On the second issue, stay of execution pending appeal is governed by the provisions of Order 42 Rule 6 of the Civil Procedure Rules which provides as follows:
“6.(1) No appeal or second appeal shall operate as a stay of execution or proceedings under a decree or order appealed from except in so far as the court appealed from may order but, the court appealed from may for sufficient cause order stay of execution of such decree or order, and whether the application for such stay shall have been granted or refused by the court appealed from, the court to which such appeal is preferred shall be at liberty, on application being made, to consider such application and to make such order thereon as may to it seem just, and any person aggrieved by an order of stay made by the court from whose decision the appeal is preferred may apply to the appellate court to have such order set aside.
(2) No order for stay of execution shall be made under subrule (1) unless—
(a) the court is satisfied that substantial loss may result to the applicant unless the order is made and that the application has been made without unreasonable delay; and
(b) such security as the court orders for the due performance of such decree or order as may ultimately be binding on him has been given by the applicant.”
For a stay of execution to be granted, an applicant must satisfy the conditions stated in Order 42 rule 6 (2) to the effect that:
(a) the application for stay must be made without unreasonable delay from the date of the decree or order to be stayed;
(b) the applicant must show that he will suffer substantial loss if the orders of stay is not granted, and
(c) the applicant offers such security as the court may order to bind him to satisfy any ultimate orders the court may make binding upon him.
The essence of an application for stay pending appeal is to preserve the subject matter of litigation, to avoid a situation where a successful appellant only gets a paper judgment, while at the same time balancing the rights of the parties.
In the present application, this Court has found the delay in filling the application not to have been inordinate in the foregoing.

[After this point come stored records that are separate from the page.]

//! Field-of-view sampling.
//!
//! The view is split into `divisions` bins on each side of the heading; right
//! bins (non-negative offsets) come first, left bins after them. Each bin keeps
//! only its nearest occupant.

use crate::config::{SnakeConfig, THING_KINDS};
use crate::network::SIGNAL_MULTIPLIER;
use crate::physics::{signed_angle, CircleLogic};
use serpens_data::{Circle, Thing, ThingKind};

/// Spacing between two synthetic wall samples.
///
/// Chosen so that roughly twenty samples fall into one bin at full sight
/// distance. Never zero.
#[must_use]
pub fn wall_step(config: &SnakeConfig) -> usize {
    let span = config.max_sight_distance * (config.field_of_view / config.fov_divisions as f64).sin();
    ((span as i64) / 20).max(1) as usize
}

/// Point circles of radius 1 along the four edges of a `width × height` box.
pub fn wall_samples(width: f64, height: f64, step: usize) -> impl Iterator<Item = Circle> {
    let step = step.max(1);
    let horizontal = (0_u32..)
        .step_by(step)
        .map(f64::from)
        .take_while(move |&x| x < width)
        .flat_map(move |x| [Circle::new(x, 0.0, 1.0), Circle::new(x, height, 1.0)]);
    let vertical = (0_u32..)
        .step_by(step)
        .map(f64::from)
        .take_while(move |&y| y < height)
        .flat_map(move |y| [Circle::new(0.0, y, 1.0), Circle::new(width, y, 1.0)]);
    horizontal.chain(vertical)
}

/// Nearest object per field-of-view bin.
#[derive(Debug, Clone, PartialEq)]
pub struct Retina {
    things: Vec<Thing>,
    divisions: usize,
    field_of_view: f64,
    max_sight: f64,
}

impl Retina {
    #[must_use]
    pub fn new(config: &SnakeConfig) -> Self {
        let divisions = config.fov_divisions.max(1);
        Self {
            things: vec![Thing::unseen(config.max_sight_distance); divisions * 2],
            divisions,
            field_of_view: config.field_of_view,
            max_sight: config.max_sight_distance,
        }
    }

    fn bin_of(&self, offset: f64) -> usize {
        ((offset * self.divisions as f64 / self.field_of_view) as usize).min(self.divisions - 1)
    }

    /// Records `object` as seen from `head` facing `heading`, if it is inside
    /// the view and nearer than the current occupant of its bin.
    pub fn register(&mut self, head: &Circle, heading: f64, object: &Circle, kind: ThingKind) {
        let a = signed_angle(head.angle_to(object) - heading);
        let slot = if a >= 0.0 && a < self.field_of_view {
            self.bin_of(a)
        } else if a <= 0.0 && -a < self.field_of_view {
            self.bin_of(-a) + self.divisions
        } else {
            return;
        };
        let d = head.distance_to(object);
        let thing = &mut self.things[slot];
        if d < thing.distance {
            thing.distance = d;
            thing.kind = kind;
        }
    }

    /// Right bins, then left bins.
    #[must_use]
    pub fn things(&self) -> &[Thing] {
        &self.things
    }

    fn signal(&self, thing: &Thing) -> f64 {
        SIGNAL_MULTIPLIER * (self.max_sight - thing.distance) / self.max_sight
    }

    /// Network input vector: one active slot per bin, nearer objects giving a
    /// stronger signal.
    ///
    /// Each kind owns a block of `2 × divisions` slots. The plain layout runs
    /// right bins forward and left bins backward inside that block; the
    /// symmetric layout mirrors left bins around the middle of the whole vector.
    #[must_use]
    pub fn to_input(&self, symmetric: bool) -> Vec<f64> {
        let d = self.divisions;
        let first = d * 2 * THING_KINDS;
        let mut input = vec![0.0; first];
        for i in 0..d {
            let right = &self.things[i];
            let left = &self.things[i + d];
            if symmetric {
                input[right.kind.index() * d + i] = self.signal(right);
                input[first - 1 - (left.kind.index() * d + i)] = self.signal(left);
            } else {
                input[right.kind.index() * d * 2 + i] = self.signal(right);
                input[left.kind.index() * d * 2 + d * 2 - 1 - i] = self.signal(left);
            }
        }
        input
    }
}
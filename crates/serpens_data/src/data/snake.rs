use super::circle::Circle;
use super::genome::Dna;
use super::network::NeuralNet;
use serde::{Deserialize, Serialize};

/// Category of an object seen by a snake.
///
/// The discriminant is the block index used when laying out network inputs.
#[derive(Serialize, Deserialize, Debug, Clone, Copy, PartialEq, Eq, Hash, Default)]
pub enum ThingKind {
    #[default]
    Wall = 0,
    Snake = 1,
    Nibble = 2,
}

impl ThingKind {
    #[must_use]
    pub fn index(self) -> usize {
        self as usize
    }
}

/// Nearest object registered in one field-of-view bin.
#[derive(Serialize, Deserialize, Debug, Clone, Copy, PartialEq)]
pub struct Thing {
    pub distance: f64,
    pub kind: ThingKind,
}

impl Thing {
    /// An empty bin: a wall at the edge of sight.
    #[must_use]
    pub fn unseen(max_sight: f64) -> Self {
        Self {
            distance: max_sight,
            kind: ThingKind::Wall,
        }
    }
}

/// A neural-network controlled agent made of a chain of circles.
///
/// `segments[0]` is the head; segment `i` follows segment `i - 1`.
#[derive(Serialize, Deserialize, Debug, Clone, PartialEq)]
pub struct Snake {
    pub segments: Vec<Circle>,
    pub dna: Dna,
    pub brain: NeuralNet,
    pub age: f64,
    /// Heading in radians, kept in `[0, 2π)`.
    pub angle: f64,
    pub score: f64,
    pub health: f64,
    pub is_dead: bool,
    /// Post-death countdown; the snake is removed once it reaches zero.
    pub death_fade: f64,
    /// Hue in `[0, 1)`, decoded from the last genome byte.
    pub hue: f32,
}

impl Snake {
    #[must_use]
    pub fn head(&self) -> &Circle {
        &self.segments[0]
    }

    #[must_use]
    pub fn len(&self) -> usize {
        self.segments.len()
    }

    #[must_use]
    pub fn is_empty(&self) -> bool {
        self.segments.is_empty()
    }

    /// Whether the fade-out after death has completed.
    #[must_use]
    pub fn is_faded(&self) -> bool {
        self.is_dead && self.death_fade <= 0.0
    }
}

On the fulfillment of the second condition, the Applicant has argued that the Respondent has not shown his ability to refund the said sum if the appeal succeeds. The Respondent countered this argument by stating that the Applicant was duly advanced the money that is in dispute. He however did not address the issue of his ability to repay the said sums if the Applicant’s appeal succeeds. Lastly, on the third condition, the Applicant did affirm that he is willing to furnish security for satisfaction of the decree.
Accordingly, the orders that commend themselves to me arising from the foregoing, is that the Applicant’s Notice of Motion dated 28th September 2015 is allowed on the following terms:
1. The Applicant be and is hereby granted leave to file and serve his appeal out of time within 14 days from the date of this ruling.
2. There shall be a stay of execution of the judgment and decree in Makindu SRMCC No 85 of 2011 and all consequential orders arising therefrom pending the hearing and determination of the Applicant’s appeal, only on condition that the Applicant shall deposit the decretal sum in an interest earning account in the joint names of the Applicants’ and Respondent’s Advocate on record within 30 days of the date of this ruling, failing which the stay orders herein shall stand vacated.
3. The Applicant shall meet the costs of the Notice of Motion.
Orders accordingly.
Dated, signed and delivered in open court at Machakos this 15th day of December 2016.